//! The image service: turns `(identifier, transformation)` into bytes.
//!
//! ```text
//! derivative cache ─hit─→ bytes
//!        │ miss
//!        ▼
//! source cache ─miss─→ source ─→ (queue source for caching)
//!        │
//!        ├─ no transformation, same format ─→ source bytes as-is
//!        ▼
//! identify → plan → execute ─→ (queue derivative for caching) ─→ bytes
//! ```
//!
//! Derivatives are keyed by the canonical URI of the request. `default` is
//! resolved before the URI is built, so it shares an entry with the level's
//! concrete default quality. Cache population goes through a
//! [`CacheWriter`] and never fails a request. A cache that stores nothing
//! gets no writer, so nothing is copied or queued for it.

use crate::cache::{Cache, CacheWriter, build_cache};
use crate::config::Config;
use crate::imaging::{self, BackendError, EncodeQuality, ImageBackend, RenderError, RenderPlan, Rendered};
use crate::level::{Level, LevelError};
use crate::request::{ImageRequest, RequestError};
use crate::source::{DiskSource, Source, SourceError};
use crate::transform::{TransformError, Transformation};
use crate::types::Dimensions;
use std::sync::Arc;
use thiserror::Error;

#[derive(Error, Debug)]
pub enum ServiceError {
    #[error(transparent)]
    Level(#[from] LevelError),
    #[error(transparent)]
    Request(#[from] RequestError),
    #[error(transparent)]
    Transform(#[from] TransformError),
    #[error(transparent)]
    Source(#[from] SourceError),
    #[error(transparent)]
    Render(#[from] RenderError),
    #[error("Image processing failed: {0}")]
    Backend(#[from] BackendError),
    #[error("Failed to start cache writer: {0}")]
    CacheWriter(#[source] std::io::Error),
}

/// Collaborators wired into an [`ImageService`].
pub struct ServiceParts {
    pub level: Level,
    pub backend: Box<dyn ImageBackend>,
    pub source: Box<dyn Source>,
    pub source_cache: Arc<dyn Cache>,
    pub derivative_cache: Arc<dyn Cache>,
    pub queue_capacity: usize,
}

pub struct ImageService {
    level: Level,
    backend: Box<dyn ImageBackend>,
    source: Box<dyn Source>,
    source_cache: Arc<dyn Cache>,
    derivative_cache: Arc<dyn Cache>,
    source_writer: Option<CacheWriter>,
    derivative_writer: Option<CacheWriter>,
}

/// A writer for `cache`, or none when it would discard every write.
fn spawn_writer(
    name: &'static str,
    cache: &Arc<dyn Cache>,
    capacity: usize,
) -> Result<Option<CacheWriter>, ServiceError> {
    if !cache.stores() {
        return Ok(None);
    }
    CacheWriter::spawn(name, cache.clone(), capacity)
        .map(Some)
        .map_err(ServiceError::CacheWriter)
}

impl ImageService {
    pub fn new(parts: ServiceParts) -> Result<Self, ServiceError> {
        let source_writer = spawn_writer("source", &parts.source_cache, parts.queue_capacity)?;
        let derivative_writer =
            spawn_writer("derivatives", &parts.derivative_cache, parts.queue_capacity)?;

        Ok(Self {
            level: parts.level,
            backend: parts.backend,
            source: parts.source,
            source_cache: parts.source_cache,
            derivative_cache: parts.derivative_cache,
            source_writer,
            derivative_writer,
        })
    }

    /// Build every collaborator from a validated configuration.
    pub fn from_config(config: &Config) -> Result<Self, ServiceError> {
        let level = config.level.resolve()?;
        let backend = config
            .graphics
            .backend
            .build(
                EncodeQuality::new(config.graphics.jpeg_quality),
                config.graphics.output_limits(),
            );
        let caches = &config.cache;

        tracing::info!(
            level = level.name(),
            backend = backend.name(),
            source = %config.source.root.display(),
            "image service ready"
        );

        Self::new(ServiceParts {
            level,
            backend,
            source: Box::new(DiskSource::new(&config.source.root)),
            source_cache: build_cache(
                caches.source.kind,
                &caches.source.root,
                caches.source.max_entries,
            ),
            derivative_cache: build_cache(
                caches.derivatives.kind,
                &caches.derivatives.root,
                caches.derivatives.max_entries,
            ),
            queue_capacity: caches.queue_capacity,
        })
    }

    pub fn level(&self) -> &Level {
        &self.level
    }

    pub fn backend(&self) -> &dyn ImageBackend {
        self.backend.as_ref()
    }

    /// Validate raw parameters against this service's level.
    pub fn transformation(
        &self,
        region: &str,
        size: &str,
        rotation: &str,
        quality: &str,
        format: &str,
    ) -> Result<Transformation<'_>, TransformError> {
        Transformation::new(&self.level, region, size, rotation, quality, format)
    }

    /// Source bytes for `id`, preferring the source cache.
    pub fn load_source(&self, id: &str) -> Result<Vec<u8>, ServiceError> {
        if let Some(body) = self.source_cache.get(id) {
            tracing::debug!(id, "source cache hit");
            return Ok(body);
        }
        tracing::debug!(id, "source cache miss");
        let body = self.source.read(id)?;
        if let Some(writer) = &self.source_writer {
            writer.enqueue(id, body.clone());
        }
        Ok(body)
    }

    /// Render a derivative of `id`.
    pub fn render(
        &self,
        id: &str,
        transformation: &Transformation<'_>,
    ) -> Result<Rendered, ServiceError> {
        let key = transformation.to_uri(id)?;
        let format = transformation.format_instructions()?.format;

        if let Some(body) = self.derivative_cache.get(&key) {
            tracing::debug!(key = %key, "derivative cache hit");
            return Ok(Rendered::new(body, &format));
        }

        let body = self.load_source(id)?;
        if !transformation.has_transformation()
            && self.backend.detect_format(&body) == Some(format.as_str())
        {
            tracing::debug!(key = %key, "passing source through");
            return Ok(Rendered::new(body, &format));
        }

        let rendered = imaging::render(self.backend.as_ref(), &body, transformation)?;
        tracing::debug!(key = %key, bytes = rendered.body.len(), "rendered");
        if let Some(writer) = &self.derivative_writer {
            writer.enqueue(&key, rendered.body.clone());
        }
        Ok(rendered)
    }

    /// Render from bytes already in hand, bypassing source and caches.
    pub fn render_from(
        &self,
        body: &[u8],
        transformation: &Transformation<'_>,
    ) -> Result<Rendered, ServiceError> {
        Ok(imaging::render(self.backend.as_ref(), body, transformation)?)
    }

    /// Parse a request path and render it.
    pub fn render_request(&self, path: &str) -> Result<Rendered, ServiceError> {
        let request = ImageRequest::parse(path)?;
        let transformation = request.transformation(&self.level)?;
        self.render(&request.identifier, &transformation)
    }

    /// The plan a request would execute, without executing it.
    pub fn plan(
        &self,
        id: &str,
        transformation: &Transformation<'_>,
    ) -> Result<RenderPlan, ServiceError> {
        let dims = self.dimensions(id)?;
        Ok(RenderPlan::new(transformation, dims)?)
    }

    /// Pixel size of the source image.
    pub fn dimensions(&self, id: &str) -> Result<Dimensions, ServiceError> {
        let body = self.load_source(id)?;
        Ok(self.backend.identify(&body)?)
    }

    /// Flush queued cache writes and stop the writer threads.
    pub fn shutdown(&self) {
        for writer in [&self.source_writer, &self.derivative_writer]
            .into_iter()
            .flatten()
        {
            writer.shutdown();
        }
    }
}

#[cfg(test)]
mod tests {
    use super::*;
    use crate::cache::{MemoryCache, NullCache};
    use crate::imaging::backend::tests::MockBackend;
    use crate::source::MemorySource;

    struct Harness {
        service: ImageService,
        backend: Arc<MockBackend>,
        derivatives: Arc<MemoryCache>,
        sources: Arc<MemoryCache>,
    }

    impl Harness {
        fn executed(&self) -> usize {
            self.backend.executed_plans().len()
        }
    }

    fn harness(backend: MockBackend) -> Harness {
        let backend = Arc::new(backend);
        let derivatives = Arc::new(MemoryCache::new(16));
        let sources = Arc::new(MemoryCache::new(16));
        let service = ImageService::new(ServiceParts {
            level: Level::builtin("level2").unwrap(),
            backend: Box::new(backend.clone()),
            source: Box::new(MemorySource::new(b"original".to_vec())),
            source_cache: sources.clone(),
            derivative_cache: derivatives.clone(),
            queue_capacity: 8,
        })
        .unwrap();
        Harness {
            service,
            backend,
            derivatives,
            sources,
        }
    }

    #[test]
    fn identity_request_passes_source_through() {
        let h = harness(MockBackend::with_dimensions(100, 100));
        let t = h
            .service
            .transformation("full", "full", "0", "default", "jpg")
            .unwrap();

        let rendered = h.service.render("a", &t).unwrap();
        assert_eq!(rendered.body, b"original");
        assert_eq!(rendered.content_type, "image/jpeg");
        assert_eq!(h.executed(), 0);
    }

    #[test]
    fn identity_request_with_other_format_renders() {
        let h = harness(MockBackend::with_dimensions(100, 100));
        let t = h
            .service
            .transformation("full", "full", "0", "default", "png")
            .unwrap();

        let rendered = h.service.render("a", &t).unwrap();
        assert_eq!(rendered.body, b"png");
        assert_eq!(h.executed(), 1);
    }

    #[test]
    fn render_populates_both_caches() {
        let h = harness(MockBackend::with_dimensions(100, 100));
        let t = h
            .service
            .transformation("full", "50,", "0", "gray", "png")
            .unwrap();

        h.service.render("a", &t).unwrap();
        h.service.shutdown();

        assert_eq!(h.sources.get("a"), Some(b"original".to_vec()));
        assert_eq!(
            h.derivatives.get("a/full/50,/0/gray.png"),
            Some(b"png".to_vec())
        );
    }

    #[test]
    fn derivative_cache_hit_skips_backend() {
        let h = harness(MockBackend::with_dimensions(100, 100));
        h.derivatives
            .set("a/full/50,/0/color.jpg", b"cached")
            .unwrap();
        let t = h
            .service
            .transformation("full", "50,", "0", "default", "jpg")
            .unwrap();

        let rendered = h.service.render("a", &t).unwrap();
        assert_eq!(rendered.body, b"cached");
        assert_eq!(rendered.format, "jpg");
        assert_eq!(h.executed(), 0);
    }

    #[test]
    fn render_request_parses_and_validates() {
        let h = harness(MockBackend::with_dimensions(100, 100));
        assert!(h.service.render_request("a/full/max/0/default.png").is_ok());
        assert!(matches!(
            h.service.render_request("a/full/max/45/default.png"),
            Err(ServiceError::Transform(TransformError::Compliance(
                LevelError::Unsupported { .. }
            )))
        ));
        assert!(matches!(
            h.service.render_request("nothing-here"),
            Err(ServiceError::Request(_))
        ));
    }

    #[test]
    fn dimensions_and_plan_use_identify() {
        let h = harness(MockBackend::with_dimensions(640, 480));
        assert_eq!(h.service.dimensions("a").unwrap(), Dimensions::new(640, 480));

        let t = h
            .service
            .transformation("square", "full", "0", "default", "jpg")
            .unwrap();
        let plan = h.service.plan("a", &t).unwrap();
        assert_eq!(plan.region.unwrap().width, 480);
    }

    #[test]
    fn render_from_bypasses_caches() {
        let derivatives = Arc::new(MemoryCache::new(4));
        let service = ImageService::new(ServiceParts {
            level: Level::builtin("level1").unwrap(),
            backend: Box::new(MockBackend::with_dimensions(10, 10)),
            source: Box::new(MemorySource::default()),
            source_cache: Arc::new(NullCache),
            derivative_cache: derivatives.clone(),
            queue_capacity: 1,
        })
        .unwrap();
        let t = service
            .transformation("full", "5,", "0", "default", "jpg")
            .unwrap();

        let rendered = service.render_from(b"bytes", &t).unwrap();
        service.shutdown();
        assert_eq!(rendered.body, b"jpg");
        assert!(derivatives.is_empty());
    }

    #[test]
    fn null_caches_get_no_writer() {
        let service = ImageService::new(ServiceParts {
            level: Level::builtin("level2").unwrap(),
            backend: Box::new(MockBackend::with_dimensions(10, 10)),
            source: Box::new(MemorySource::default()),
            source_cache: Arc::new(NullCache),
            derivative_cache: Arc::new(NullCache),
            queue_capacity: 1,
        })
        .unwrap();
        assert!(service.source_writer.is_none());
        assert!(service.derivative_writer.is_none());

        // Repeated renders with a one-slot queue never touch a writer.
        let t = service
            .transformation("full", "5,", "0", "default", "png")
            .unwrap();
        for _ in 0..4 {
            assert!(service.render("a", &t).is_ok());
        }
        service.shutdown();
    }

    #[test]
    fn storing_caches_get_writers() {
        let h = harness(MockBackend::with_dimensions(10, 10));
        assert!(h.service.source_writer.is_some());
        assert!(h.service.derivative_writer.is_some());
    }
}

To do
The lines you return should be those above that contain the word "cached", every one of them.

Response to this exercise
            .set("a/full/50,/0/color.jpg", b"cached")
        assert_eq!(rendered.body, b"cached");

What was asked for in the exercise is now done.